Let It Go: Rethinking Our Cosmic Purpose
As discussed in my previous post, The Romance of Reality presents a set of scientifically-premised arguments for viewing life, consciousness, and the physical universe as being all of one piece, a view mistakable at times for a Vedanta, Tao, or Zen-like stance on the oneness of being. By the end of the book, however, it seems far less focused on ‘being here now.’ Instead, the author declares as self-evident that if humans and the devices with which he expects us soon to merge fail to escape the limits of terrestrial existence before the sun becomes a red giant and vaporizes Earth some 7 or 8 billion years from now, our existence will have been for naught.

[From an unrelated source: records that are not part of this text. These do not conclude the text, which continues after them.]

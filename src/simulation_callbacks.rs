//! Simulation callbacks interface and implementations to define how simulator should behave on start,
//! step, finish and when it should stop running.

use log::{error, info};

use crate::metrics::printer::{print_metrics, write_earnings_csv_file};
use crate::simulator::FogMarketSimulation;

pub trait SimulationCallbacks {
    /// Runs before starting a simulation run.
    fn on_simulation_start(&mut self, _sim: &mut FogMarketSimulation) {}

    /// Runs on each step of a simulation run, returns false if the simulation must be stopped.
    fn on_step(&mut self, _sim: &mut FogMarketSimulation) -> bool {
        true
    }

    /// Runs upon the completion of a simulation run, returns results of this run.
    fn on_simulation_finish(&mut self, _sim: &mut FogMarketSimulation) {}
}

/// Writes the configured metrics summary and earnings ledger.
pub fn print_report(sim: &FogMarketSimulation) {
    {
        let monitoring = sim.monitoring.borrow();
        info!(
            "Submitted {}, provisioned {}, failed {} (no bid {}, race lost {}), earned {:.3}",
            monitoring.total_submitted,
            monitoring.total_provisioned,
            monitoring.total_failed(),
            monitoring.failed_no_bid,
            monitoring.failed_race_lost,
            monitoring.total_earnings()
        );
    }
    if let Some(printer_config) = &sim.config.metrics_printer {
        if let Err(e) = print_metrics(sim.monitoring.clone(), printer_config) {
            error!(
                "Failed to write metrics to {:?}: {}",
                printer_config.output_file, e
            );
        }
    }
    if let Some(output_file) = &sim.config.earnings_output_file {
        let monitoring = sim.monitoring.borrow();
        if let Err(e) = write_earnings_csv_file(&monitoring, &sim.run_info(), output_file) {
            error!("Failed to write earnings to {:?}: {}", output_file, e);
        }
    }
}

pub struct RunUntilAllFunctionsSettledCallbacks {}

/// Returns true if every submitted function was either released or failed.
fn check_all_functions_settled(sim: &FogMarketSimulation) -> bool {
    sim.monitoring.borrow().settled() >= sim.submitted_functions
}

impl SimulationCallbacks for RunUntilAllFunctionsSettledCallbacks {
    fn on_step(&mut self, sim: &mut FogMarketSimulation) -> bool {
        !check_all_functions_settled(sim)
    }

    fn on_simulation_finish(&mut self, sim: &mut FogMarketSimulation) {
        {
            let monitoring = sim.monitoring.borrow();
            assert_eq!(
                monitoring.total_submitted,
                monitoring.total_provisioned + monitoring.total_failed()
            );
            assert_eq!(monitoring.currently_provisioned, 0);
        }
        print_report(sim);
    }
}

/// Stops once the simulated time reaches the deadline, functions may still hold resources then.
pub struct RunUntilDeadlineCallbacks {
    deadline_time: f64,
}

impl RunUntilDeadlineCallbacks {
    pub fn new(deadline_time: f64) -> Self {
        Self { deadline_time }
    }
}

impl SimulationCallbacks for RunUntilDeadlineCallbacks {
    fn on_step(&mut self, sim: &mut FogMarketSimulation) -> bool {
        sim.sim.time() < self.deadline_time
    }

    fn on_simulation_finish(&mut self, sim: &mut FogMarketSimulation) {
        print_report(sim);
    }
}
//! Node component simulates the market side of a fog node: it commits the resources won in an
//! auction and gives them back when the SLA duration is over.

use std::cell::RefCell;
use std::rc::Rc;

use dslab_core::{cast, log_debug, Event, EventHandler, SimulationContext};

use crate::core::common::{FunctionId, NodeId, SimComponentId};
use crate::core::events::{ProvisionRequest, ReleaseResources};
use crate::core::sla::Sla;
use crate::core::topology::Topology;
use crate::metrics::collector::{EarningRecord, FailureReason, Monitoring};

pub struct FogNodeComponent {
    ctx: SimulationContext,
    node_id: NodeId,
    topology: Rc<RefCell<Topology>>,
    monitoring: Rc<RefCell<Monitoring>>,
}

impl FogNodeComponent {
    pub fn new(
        ctx: SimulationContext,
        node_id: NodeId,
        topology: Rc<RefCell<Topology>>,
        monitoring: Rc<RefCell<Monitoring>>,
    ) -> Self {
        Self {
            ctx,
            node_id,
            topology,
            monitoring,
        }
    }

    pub fn id(&self) -> SimComponentId {
        self.ctx.id()
    }

    fn provision(
        &mut self,
        function_id: FunctionId,
        sla: Sla,
        price: f64,
        accumulated_latency: f64,
        time: f64,
    ) {
        let mut topology = self.topology.borrow_mut();
        let node = topology.node_mut(self.node_id);
        if !node.provision(function_id, &sla, price, time) {
            log_debug!(
                self.ctx,
                "function {} does not fit anymore, cores used {}/{}",
                function_id,
                node.cores_used,
                node.cores
            );
            self.monitoring.borrow_mut().record_failure(
                function_id,
                time,
                FailureReason::RaceLostAtCommit,
            );
            return;
        }

        self.monitoring.borrow_mut().record_provisioned(EarningRecord {
            function_id,
            node: node.name.clone(),
            level: node.level,
            price,
            accumulated_latency,
            sla_latency: sla.latency,
            start_time: time,
            end_time: time + sla.duration,
            cpu_reserved: sla.core,
            node_total_cpu: node.cores,
            mem_reserved: sla.mem,
        });
        log_debug!(
            self.ctx,
            "function {} provisioned for {}, cores used {}/{}",
            function_id,
            sla.duration,
            node.cores_used,
            node.cores
        );
        self.ctx
            .emit_self(ReleaseResources { function_id }, sla.duration);
    }

    fn release(&mut self, function_id: FunctionId) {
        let released = self
            .topology
            .borrow_mut()
            .node_mut(self.node_id)
            .release(function_id);
        match released {
            Some(_) => {
                self.monitoring.borrow_mut().record_released();
                log_debug!(self.ctx, "function {} released", function_id);
            }
            None => panic!(
                "Function {} is not provisioned on node {}",
                function_id, self.node_id
            ),
        }
    }
}

impl EventHandler for FogNodeComponent {
    fn on(&mut self, event: Event) {
        cast!(match event.data {
            ProvisionRequest {
                function_id,
                sla,
                price,
                accumulated_latency,
            } => {
                self.provision(function_id, sla, price, accumulated_latency, event.time);
            }
            ReleaseResources { function_id } => {
                self.release(function_id);
            }
        });
    }
}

Having made a plausible case that life was almost inevitable given the way that the universe generates complexity as it moves towards its eventual heat death, he argues that it is the universe’s fate to become completely saturated with intelligence, with technologically advanced species and their non-carbon-based aids and partners colonizing its every corner. And even though this is all written into the universe’s laws of motion, so to speak, not only can the vision laid out “imbue [our] existence with meaning and purpose” (to quote the book’s website blurb), but we should take doing our part to help it come about as a moral imperative—a sort of “giving the inevitable a helping hand” argument reminiscent of the Communist revolutionaries of a century ago, who argued that “the revolution” was an inevitable consequence of the dynamics of social and technological change, but that the good revolutionary needed to be prepared to die for the cause. From a philosophical standpoint, it is also a glaring inference of “ought” from “is” that should be eyebrow-raising to........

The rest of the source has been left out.